Mar, cachorros, livros

já tentaram me matar.

(E tudo bem!)

                   

Estava na vez da rede.

* * *

“Como livros podem tentar te matar?”,

pergunta a pessoa inocente

que nunca caiu de escada

alcançando livros lá de cima.

* * *

Alguns links relacionados

Um texto fascinante tentando descobrir a fonte da frase: “toda pessoa está enfrentando uma batalha que não sabemos”.

Um conto de Machado de Assis que fala tanto de bilhetes de suicídio quanto de pessoas que caem da rede e um pedaço de telha também lhes cai no rosto.

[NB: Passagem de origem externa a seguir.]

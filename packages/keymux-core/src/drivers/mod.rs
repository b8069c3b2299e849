//! Built-in [`Driver`](crate::driver::Driver) implementations.
//!
//! - [`MemoryDriver`]: in-process reference backend
//! - [`FsDriver`]: path-mapped backend with watcher and traversal guard
//! - [`OverlayDriver`]: layered composition with tombstones

pub mod fs;
pub mod memory;
pub mod overlay;

pub use fs::{FsDriver, FsDriverConfig, DEFAULT_IGNORES};
pub use memory::MemoryDriver;
pub use overlay::{OverlayDriver, TOMBSTONE};
//! Value serialization for the text channel and the raw byte envelope.
//!
//! The text channel carries primitives as bare literals (`true`, `42`,
//! unquoted strings) and composites as JSON. [`parse`] is tolerant: any
//! text that is not recognizable JSON comes back as a plain string, so a
//! backend written to by other tools still yields usable values.
//!
//! Raw mode wraps opaque bytes in a tagged base64 envelope
//! (`raw:<len>:<base64>`) so text-only backends can round-trip
//! `set_raw`/`get_raw`.

use base64::engine::general_purpose::STANDARD as BASE64;
use base64::Engine;

use crate::error::{Result, StorageError};
use crate::types::Value;

/// Prefix tagging a raw byte envelope in the text channel.
const RAW_PREFIX: &str = "raw:";

/// Stringifies a value for the text channel.
///
/// Primitives serialize to their bare literal form (strings verbatim,
/// without JSON quoting), arrays and maps to JSON.
///
/// # Errors
///
/// Returns [`StorageError::Serialization`] for [`Value::Bytes`]: opaque
/// bytes have no text form and must travel through the raw channel.
pub fn stringify(value: &Value) -> Result<String> {
    match value {
        Value::Null => Ok("null".to_string()),
        Value::Bool(b) => Ok(b.to_string()),
        Value::Int(n) => Ok(n.to_string()),
        Value::Float(f) => Ok(f.to_string()),
        Value::String(s) => Ok(s.clone()),
        Value::Bytes(_) => Err(StorageError::Serialization(
            "opaque bytes are not stringifiable; use the raw channel".to_string(),
        )),
        Value::Array(_) | Value::Map(_) => serde_json::to_string(&value.to_json())
            .map_err(|e| StorageError::Serialization(e.to_string())),
    }
}

/// Tolerant text-to-value parser.
///
/// Valid JSON (including bare literals like `true`, `null`, `42`, `1.5`)
/// parses to the corresponding value; everything else is returned as the
/// original string. Never fails.
#[must_use]
pub fn parse(text: &str) -> Value {
    match serde_json::from_str::<serde_json::Value>(text) {
        Ok(json) => Value::from_json(json),
        Err(_) => Value::String(text.to_string()),
    }
}

/// Encodes bytes into the tagged text envelope (`raw:<len>:<base64>`).
#[must_use]
pub fn serialize_raw(bytes: &[u8]) -> String {
    format!("{RAW_PREFIX}{}:{}", bytes.len(), BASE64.encode(bytes))
}

/// Decodes the raw envelope back into bytes.
///
/// Text without the envelope tag, or with a malformed body, is returned
/// as its UTF-8 bytes unchanged.
#[must_use]
pub fn deserialize_raw(text: &str) -> Vec<u8> {
    let Some(rest) = text.strip_prefix(RAW_PREFIX) else {
        return text.as_bytes().to_vec();
    };
    let Some((len_part, body)) = rest.split_once(':') else {
        return text.as_bytes().to_vec();
    };
    let Ok(expected_len) = len_part.parse::<usize>() else {
        return text.as_bytes().to_vec();
    };
    match BASE64.decode(body) {
        Ok(bytes) if bytes.len() == expected_len => bytes,
        _ => text.as_bytes().to_vec(),
    }
}

/// Whether the text carries a raw byte envelope.
#[must_use]
pub fn is_raw_envelope(text: &str) -> bool {
    text.starts_with(RAW_PREFIX)
}
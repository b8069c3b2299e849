//! HTTP wire protocol for the storage engine.
//!
//! Every request path is a key; a trailing `/` or `:` marks a base key
//! (directory-like). `application/octet-stream` in `Accept` /
//! `Content-Type` toggles raw mode. The whole path space belongs to the
//! key namespace, so the router has exactly one fallback handler and no
//! reserved utility routes.
//!
//! | Method   | Path kind | Behavior                                     |
//! |----------|-----------|----------------------------------------------|
//! | `GET`    | leaf      | value (404 if absent), meta headers          |
//! | `GET`    | base      | JSON array of keys, `:` rewritten to `/`     |
//! | `HEAD`   | leaf      | meta headers only                            |
//! | `PUT`    | leaf      | store body, TTL from `X-TTL`                 |
//! | `DELETE` | leaf/base | remove key / clear subtree                   |
//! | other    | any       | 405                                          |

use std::sync::Arc;

use axum::extract::{OriginalUri, State};
use axum::http::{header, HeaderMap, HeaderName, HeaderValue, Method, StatusCode};
use axum::response::{IntoResponse, Response};
use bytes::Bytes;
use chrono::{DateTime, Utc};
use tracing::debug;

use keymux_core::key::normalize_key;
use keymux_core::serialize::stringify;
use keymux_core::{Metadata, Options, Storage, StorageError, Value};

use crate::drain::RequestTracker;

/// Content type toggling raw (opaque byte) mode.
pub const RAW_CONTENT_TYPE: &str = "application/octet-stream";

/// Reserved header carrying a TTL in integer seconds.
pub const TTL_HEADER: &str = "x-ttl";

/// Access mode presented to the authorization hook.
#[derive(Debug, Clone, Copy, PartialEq, Eq)]
pub enum AccessMode {
    /// GET / HEAD requests.
    Read,
    /// PUT / DELETE requests.
    Write,
}

/// The request context handed to the authorization hook before dispatch.
pub struct AuthCheck<'a> {
    /// Normalized key (or base) the request addresses.
    pub key: &'a str,
    /// Whether the request reads or mutates.
    pub mode: AccessMode,
    /// Request headers, for token extraction.
    pub headers: &'a HeaderMap,
}

/// Authorization hook consulted before every dispatch.
///
/// Rejecting yields the error's own status (401 by default via
/// [`HttpError::unauthorized`]).
pub trait Authorize: Send + Sync {
    /// Allows or rejects the request.
    ///
    /// # Errors
    ///
    /// Returns an [`HttpError`] to reject; its status is sent verbatim.
    fn authorize(&self, check: &AuthCheck<'_>) -> Result<(), HttpError>;
}

/// Hook rewriting a request path into a key path.
pub type PathResolver = Arc<dyn Fn(&str) -> String + Send + Sync>;

/// An HTTP-mapped error: status code plus plain-text message.
#[derive(Debug)]
pub struct HttpError {
    /// Status sent to the client.
    pub status: StatusCode,
    /// Plain-text body.
    pub message: String,
}

impl HttpError {
    /// Creates an error with an explicit status.
    #[must_use]
    pub fn new(status: StatusCode, message: impl Into<String>) -> Self {
        Self {
            status,
            message: message.into(),
        }
    }

    /// 401 Unauthorized.
    #[must_use]
    pub fn unauthorized(message: impl Into<String>) -> Self {
        Self::new(StatusCode::UNAUTHORIZED, message)
    }

    /// 404 Not Found.
    #[must_use]
    fn not_found() -> Self {
        Self::new(StatusCode::NOT_FOUND, "key not found")
    }
}

impl IntoResponse for HttpError {
    fn into_response(self) -> Response {
        (self.status, self.message).into_response()
    }
}

impl From<StorageError> for HttpError {
    fn from(err: StorageError) -> Self {
        let status = match &err {
            StorageError::InvalidKey(_)
            | StorageError::Serialization(_)
            | StorageError::ReservedValue(_) => StatusCode::BAD_REQUEST,
            StorageError::MissingConfig(_) | StorageError::Io(_) | StorageError::Backend(_) => {
                StatusCode::INTERNAL_SERVER_ERROR
            }
        };
        Self::new(status, err.to_string())
    }
}

/// Shared application state passed to the handler via `State` extraction.
///
/// Holds `Arc` references to shared resources so cloning is cheap.
#[derive(Clone)]
pub struct AppState {
    /// The storage engine behind the wire surface.
    pub storage: Arc<Storage>,
    /// In-flight request tracking for graceful drain.
    pub tracker: Arc<RequestTracker>,
    /// Optional authorization hook.
    pub authorize: Option<Arc<dyn Authorize>>,
    /// Optional request-path rewriting hook.
    pub resolve_path: Option<PathResolver>,
}

/// The single protocol handler; installed as the router's fallback so it
/// owns the whole path space.
pub async fn storage_handler(
    State(state): State<AppState>,
    method: Method,
    OriginalUri(uri): OriginalUri,
    headers: HeaderMap,
    body: Bytes,
) -> Response {
    let _guard = state.tracker.track();
    match dispatch(&state, &method, uri.path(), &headers, body).await {
        Ok(response) => response,
        Err(error) => error.into_response(),
    }
}

async fn dispatch(
    state: &AppState,
    method: &Method,
    raw_path: &str,
    headers: &HeaderMap,
    body: Bytes,
) -> Result<Response, HttpError> {
    let path = match &state.resolve_path {
        Some(resolve) => resolve(raw_path),
        None => raw_path.to_string(),
    };
    let key = normalize_key(&path);
    let trimmed = path.trim_end_matches(|c| c == '?' || char::is_whitespace(c));
    let is_base = key.is_empty() || trimmed.ends_with('/') || trimmed.ends_with(':');

    let mode = if *method == Method::GET || *method == Method::HEAD {
        AccessMode::Read
    } else if *method == Method::PUT || *method == Method::DELETE {
        AccessMode::Write
    } else {
        return Err(HttpError::new(
            StatusCode::METHOD_NOT_ALLOWED,
            "method not allowed",
        ));
    };
    if let Some(authorize) = &state.authorize {
        authorize.authorize(&AuthCheck {
            key: &key,
            mode,
            headers,
        })?;
    }
    debug!(%method, %key, is_base, "dispatching storage request");

    if mode == AccessMode::Read {
        if is_base {
            list_base(state, &key, *method == Method::HEAD).await
        } else if *method == Method::HEAD {
            head_leaf(state, &key).await
        } else {
            get_leaf(state, &key, headers).await
        }
    } else if *method == Method::PUT {
        if is_base {
            Err(HttpError::new(
                StatusCode::METHOD_NOT_ALLOWED,
                "cannot write to a base key",
            ))
        } else {
            put_leaf(state, &key, headers, body).await
        }
    } else if is_base {
        state.storage.clear(&key).await?;
        Ok(StatusCode::NO_CONTENT.into_response())
    } else {
        state
            .storage
            .remove_with(&key, &Options::new().with_remove_meta(true))
            .await?;
        Ok(StatusCode::NO_CONTENT.into_response())
    }
}

async fn get_leaf(state: &AppState, key: &str, headers: &HeaderMap) -> Result<Response, HttpError> {
    let meta = state.storage.get_meta(key).await.unwrap_or_default();
    let meta_headers = meta_headers(&meta);

    if wants_raw(headers) {
        let Some(bytes) = state.storage.get_raw(key).await? else {
            return Err(HttpError::not_found());
        };
        let mut response = (meta_headers, bytes).into_response();
        response.headers_mut().insert(
            header::CONTENT_TYPE,
            HeaderValue::from_static(RAW_CONTENT_TYPE),
        );
        Ok(response)
    } else {
        let Some(value) = state.storage.get(key).await? else {
            return Err(HttpError::not_found());
        };
        let text = stringify(&value)?;
        Ok((meta_headers, text).into_response())
    }
}

async fn head_leaf(state: &AppState, key: &str) -> Result<Response, HttpError> {
    if !state.storage.has(key).await? {
        return Err(HttpError::not_found());
    }
    let meta = state.storage.get_meta(key).await.unwrap_or_default();
    Ok((meta_headers(&meta), ()).into_response())
}

async fn list_base(state: &AppState, base: &str, head: bool) -> Result<Response, HttpError> {
    let keys = state.storage.list_keys(base).await?;
    if head {
        return Ok(StatusCode::OK.into_response());
    }
    // Colon separators rewritten to slashes for client friendliness.
    let listing: Vec<String> = keys.iter().map(|key| key.replace(':', "/")).collect();
    Ok(axum::Json(listing).into_response())
}

async fn put_leaf(
    state: &AppState,
    key: &str,
    headers: &HeaderMap,
    body: Bytes,
) -> Result<Response, HttpError> {
    let mut opts = Options::new();
    if let Some(ttl) = header_ttl(headers) {
        opts = opts.with_ttl(ttl);
    }

    if sends_raw(headers) {
        state
            .storage
            .set_raw_with(key, body.to_vec(), &opts)
            .await?;
    } else {
        let text = String::from_utf8(body.to_vec()).map_err(|_| {
            HttpError::new(
                StatusCode::BAD_REQUEST,
                "request body must be UTF-8 text (or use application/octet-stream)",
            )
        })?;
        state
            .storage
            .set_with(key, Value::String(text), &opts)
            .await?;
    }
    Ok(StatusCode::NO_CONTENT.into_response())
}

/// Whether the client negotiated a raw-mode response.
fn wants_raw(headers: &HeaderMap) -> bool {
    header_contains(headers, header::ACCEPT, RAW_CONTENT_TYPE)
}

/// Whether the request body is raw bytes.
fn sends_raw(headers: &HeaderMap) -> bool {
    header_contains(headers, header::CONTENT_TYPE, RAW_CONTENT_TYPE)
}

fn header_contains(headers: &HeaderMap, name: HeaderName, needle: &str) -> bool {
    headers
        .get(name)
        .and_then(|value| value.to_str().ok())
        .is_some_and(|value| value.contains(needle))
}

/// Parses the `X-TTL` request header (integer seconds).
fn header_ttl(headers: &HeaderMap) -> Option<u64> {
    headers
        .get(TTL_HEADER)
        .and_then(|value| value.to_str().ok())
        .and_then(|value| value.trim().parse().ok())
}

/// Builds the meta response headers: `Last-Modified` from `mtime`, plus
/// `X-TTL` and `Cache-Control: max-age=<ttl>` when a ttl is known.
fn meta_headers(meta: &Metadata) -> HeaderMap {
    let mut out = HeaderMap::new();
    if let Some(mtime) = meta.mtime {
        let formatted = DateTime::<Utc>::from(mtime)
            .format("%a, %d %b %Y %H:%M:%S GMT")
            .to_string();
        if let Ok(value) = HeaderValue::from_str(&formatted) {
            out.insert(header::LAST_MODIFIED, value);
        }
    }
    if let Some(ttl) = meta.ttl {
        if let Ok(value) = HeaderValue::from_str(&ttl.to_string()) {
            out.insert(HeaderName::from_static(TTL_HEADER), value);
        }
        if let Ok(value) = HeaderValue::from_str(&format!("max-age={ttl}")) {
            out.insert(header::CACHE_CONTROL, value);
        }
    }
    out
}
//! Storage server with deferred startup lifecycle.
//!
//! Implements the deferred startup pattern: `new()` creates resources,
//! `start()` binds the TCP listener, and `serve()` starts accepting
//! connections. This separation lets the caller mount additional drivers
//! or capture shared handles between `start()` and `serve()`.

use std::future::Future;
use std::sync::Arc;

use axum::Router;
use tokio::net::TcpListener;
use tracing::{info, warn};

use keymux_core::Storage;

use crate::config::ServerConfig;
use crate::drain::RequestTracker;
use crate::handlers::{storage_handler, AppState, Authorize, PathResolver};
use crate::middleware::build_http_layers;

/// Manages the HTTP server lifecycle around a [`Storage`] engine.
///
/// 1. `new()` -- allocates shared state (storage handle, request
///    tracker)
/// 2. `start()` -- binds the TCP listener to the configured address
/// 3. `serve()` -- accepts connections until shutdown is signalled
pub struct StorageServer {
    config: ServerConfig,
    listener: Option<TcpListener>,
    state: AppState,
}

impl StorageServer {
    /// Creates a server over `storage` without binding any port.
    #[must_use]
    pub fn new(storage: Arc<Storage>, config: ServerConfig) -> Self {
        Self {
            config,
            listener: None,
            state: AppState {
                storage,
                tracker: Arc::new(RequestTracker::new()),
                authorize: None,
                resolve_path: None,
            },
        }
    }

    /// Installs the authorization hook consulted before every dispatch.
    #[must_use]
    pub fn with_authorize(mut self, authorize: Arc<dyn Authorize>) -> Self {
        self.state.authorize = Some(authorize);
        self
    }

    /// Installs the request-path rewriting hook.
    #[must_use]
    pub fn with_path_resolver(mut self, resolve: PathResolver) -> Self {
        self.state.resolve_path = Some(resolve);
        self
    }

    /// Returns a shared reference to the in-flight request tracker.
    #[must_use]
    pub fn request_tracker(&self) -> Arc<RequestTracker> {
        Arc::clone(&self.state.tracker)
    }

    /// Returns a shared reference to the served storage engine.
    #[must_use]
    pub fn storage(&self) -> Arc<Storage> {
        Arc::clone(&self.state.storage)
    }

    /// Assembles the axum router: one fallback handler owning the whole
    /// path space, behind the transport middleware stack.
    #[must_use]
    pub fn build_router(&self) -> Router {
        Router::new()
            .fallback(storage_handler)
            .layer(build_http_layers(&self.config))
            .with_state(self.state.clone())
    }

    /// Binds the TCP listener to the configured host and port.
    ///
    /// Returns the actual bound port, which may differ from the
    /// configured port when port 0 is used (OS-assigned).
    ///
    /// # Errors
    ///
    /// Returns an error if the address cannot be bound (e.g. port in
    /// use).
    pub async fn start(&mut self) -> anyhow::Result<u16> {
        let addr = format!("{}:{}", self.config.host, self.config.port);
        let listener = TcpListener::bind(&addr).await?;
        let port = listener.local_addr()?.port();

        info!("storage server bound to {}:{}", self.config.host, port);

        self.listener = Some(listener);
        Ok(port)
    }

    /// Serves connections until the shutdown future resolves, then drains
    /// in-flight requests.
    ///
    /// Consumes `self` because the listener is moved into the server.
    ///
    /// # Errors
    ///
    /// Returns an error if the server encounters a fatal I/O error.
    ///
    /// # Panics
    ///
    /// Panics if `start()` was not called before `serve()`.
    pub async fn serve(
        self,
        shutdown: impl Future<Output = ()> + Send + 'static,
    ) -> anyhow::Result<()> {
        let listener = self
            .listener
            .expect("start() must be called before serve()");
        let tracker = Arc::clone(&self.state.tracker);
        let drain_timeout = self.config.drain_timeout;

        let router = Router::new()
            .fallback(storage_handler)
            .layer(build_http_layers(&self.config))
            .with_state(self.state);

        axum::serve(listener, router)
            .with_graceful_shutdown(shutdown)
            .await?;

        if tracker.drain(drain_timeout).await {
            info!("storage server drained cleanly");
        } else {
            warn!(
                in_flight = tracker.active(),
                "drain timeout expired with requests still running"
            );
        }
        Ok(())
    }
}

O embaixador que morreu pegando a biografia de Getúlio da estante.

A citação que me inspirou o poema dos sorrisos e suicídios:

“One of the most often-told stories about Golden Gate Bridge suicides concerns a visit Motto made in the 1970s to the apartment of a recent bridge jumper. ‘The guy was in his 30s,’ Motto related, ‘lived alone. Pretty bare apartment. He’d written a note and left it on his bureau. It said, ‘I’m going to walk to the bridge. If one person smiles at me on the way, I won’t jump.'” Apparently, no one did.”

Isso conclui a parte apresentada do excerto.